● **Exercise materials**

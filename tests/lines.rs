
extern crate softraster;

mod common;

use softraster::{draw_line, Point, Raster, Rgb8};

use std::collections::BTreeSet;

fn line(w: usize, h: usize, p: Point, q: Point) -> (Vec<u8>, BTreeSet<(i64,i64)>) {
    let mut data = common::frame(w, h);
    let set = {
        let mut ras = Raster::new(&mut data, w, h, w * 3).unwrap();
        ras.set_rgb(Rgb8::white());
        draw_line(&mut ras, p, q);
        common::lit(&ras)
    };
    (data, set)
}

fn set(v: &[(i64,i64)]) -> BTreeSet<(i64,i64)> {
    v.iter().cloned().collect()
}

#[test]
fn horizontal() {
    let (p, q) = (Point::new(0.0, 0.0), Point::new(5.0, 0.0));
    let expected = set(&[(0,0),(1,0),(2,0),(3,0),(4,0),(5,0)]);
    assert_eq!(line(8, 4, p, q).1, expected);
    assert_eq!(line(8, 4, q, p).1, expected);
}

#[test]
fn shallow() {
    let (p, q) = (Point::new(0.0, 0.0), Point::new(5.0, 2.0));
    let expected = set(&[(0,0),(1,0),(2,1),(3,1),(4,2),(5,2)]);
    assert_eq!(line(8, 4, p, q).1, expected);
    assert_eq!(line(8, 4, q, p).1, expected);
}

#[test]
fn steep() {
    let (p, q) = (Point::new(0.0, 0.0), Point::new(2.0, 5.0));
    let expected = set(&[(0,0),(0,1),(1,2),(1,3),(2,4),(2,5)]);
    assert_eq!(line(4, 8, p, q).1, expected);
    assert_eq!(line(4, 8, q, p).1, expected);
}

#[test]
fn negative_slope() {
    let (p, q) = (Point::new(0.0, 5.0), Point::new(5.0, 3.0));
    let expected = set(&[(0,5),(1,5),(2,4),(3,4),(4,3),(5,3)]);
    assert_eq!(line(8, 8, p, q).1, expected);
    assert_eq!(line(8, 8, q, p).1, expected);
}

#[test]
fn vertical() {
    let (p, q) = (Point::new(3.2, 1.0), Point::new(3.2, 4.4));
    let expected = set(&[(3,1),(3,2),(3,3),(3,4)]);
    assert_eq!(line(8, 8, p, q).1, expected);
    assert_eq!(line(8, 8, q, p).1, expected);
}

#[test]
fn vertical_straddling_columns() {
    // x values differ by less than the tolerance but round apart
    let (p, q) = (Point::new(2.499999, 1.0), Point::new(2.500001, 4.0));
    let expected = set(&[(2,1),(2,2),(2,3),(2,4)]);
    assert_eq!(line(8, 8, p, q).1, expected);
    assert_eq!(line(8, 8, q, p).1, expected);
}

#[test]
fn single_point() {
    let p = Point::new(2.0, 2.0);
    assert_eq!(line(4, 4, p, p).1, set(&[(2,2)]));
}

#[test]
fn partly_off_surface() {
    let (_, lit) = line(4, 4, Point::new(-3.0, 1.0), Point::new(6.0, 1.0));
    assert_eq!(lit, set(&[(0,1),(1,1),(2,1),(3,1)]));
}

/// Lines radiating from the center, as a pinwheel
#[test]
fn radial_lines_are_connected() {
    let (w, h) = (41, 41);
    let c = Point::new(20.0, 20.0);
    for deg in (1 .. 360).step_by(6) {
        let a = (deg as f64).to_radians();
        let e = Point::new(c.x + 15.0 * a.cos(), c.y + 15.0 * a.sin());
        let (fwd, lit) = line(w, h, c, e);
        let (rev, _) = line(w, h, e, c);
        assert_eq!(fwd, rev, "angle {}", deg);
        assert!(lit.contains(&(20,20)), "angle {}", deg);

        let x_major = (e.x - c.x).abs() >= (e.y - c.y).abs();
        let mut pts : Vec<(i64,i64)> = lit.iter()
            .map(|&(x,y)| if x_major { (x,y) } else { (y,x) })
            .collect();
        pts.sort();
        // One pixel per step of the dominant axis
        for pair in pts.windows(2) {
            let (a, b) = (pair[0], pair[1]);
            assert_eq!(b.0 - a.0, 1, "angle {} {:?}", deg, pts);
            assert!((b.1 - a.1).abs() <= 1, "angle {} {:?}", deg, pts);
        }
    }
}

● **Work item**
Take the entries above and copy them exactly from the first line through the line with "fn line(w: usize, h: usize, p: Point, q: Point)"; leave out every line after it.

● **Exercise output**
filename tests/lines.rs

extern crate softraster;

mod common;

use softraster::{draw_line, Point, Raster, Rgb8};

use std::collections::BTreeSet;

fn line(w: usize, h: usize, p: Point, q: Point) -> (Vec<u8>, BTreeSet<(i64,i64)>) {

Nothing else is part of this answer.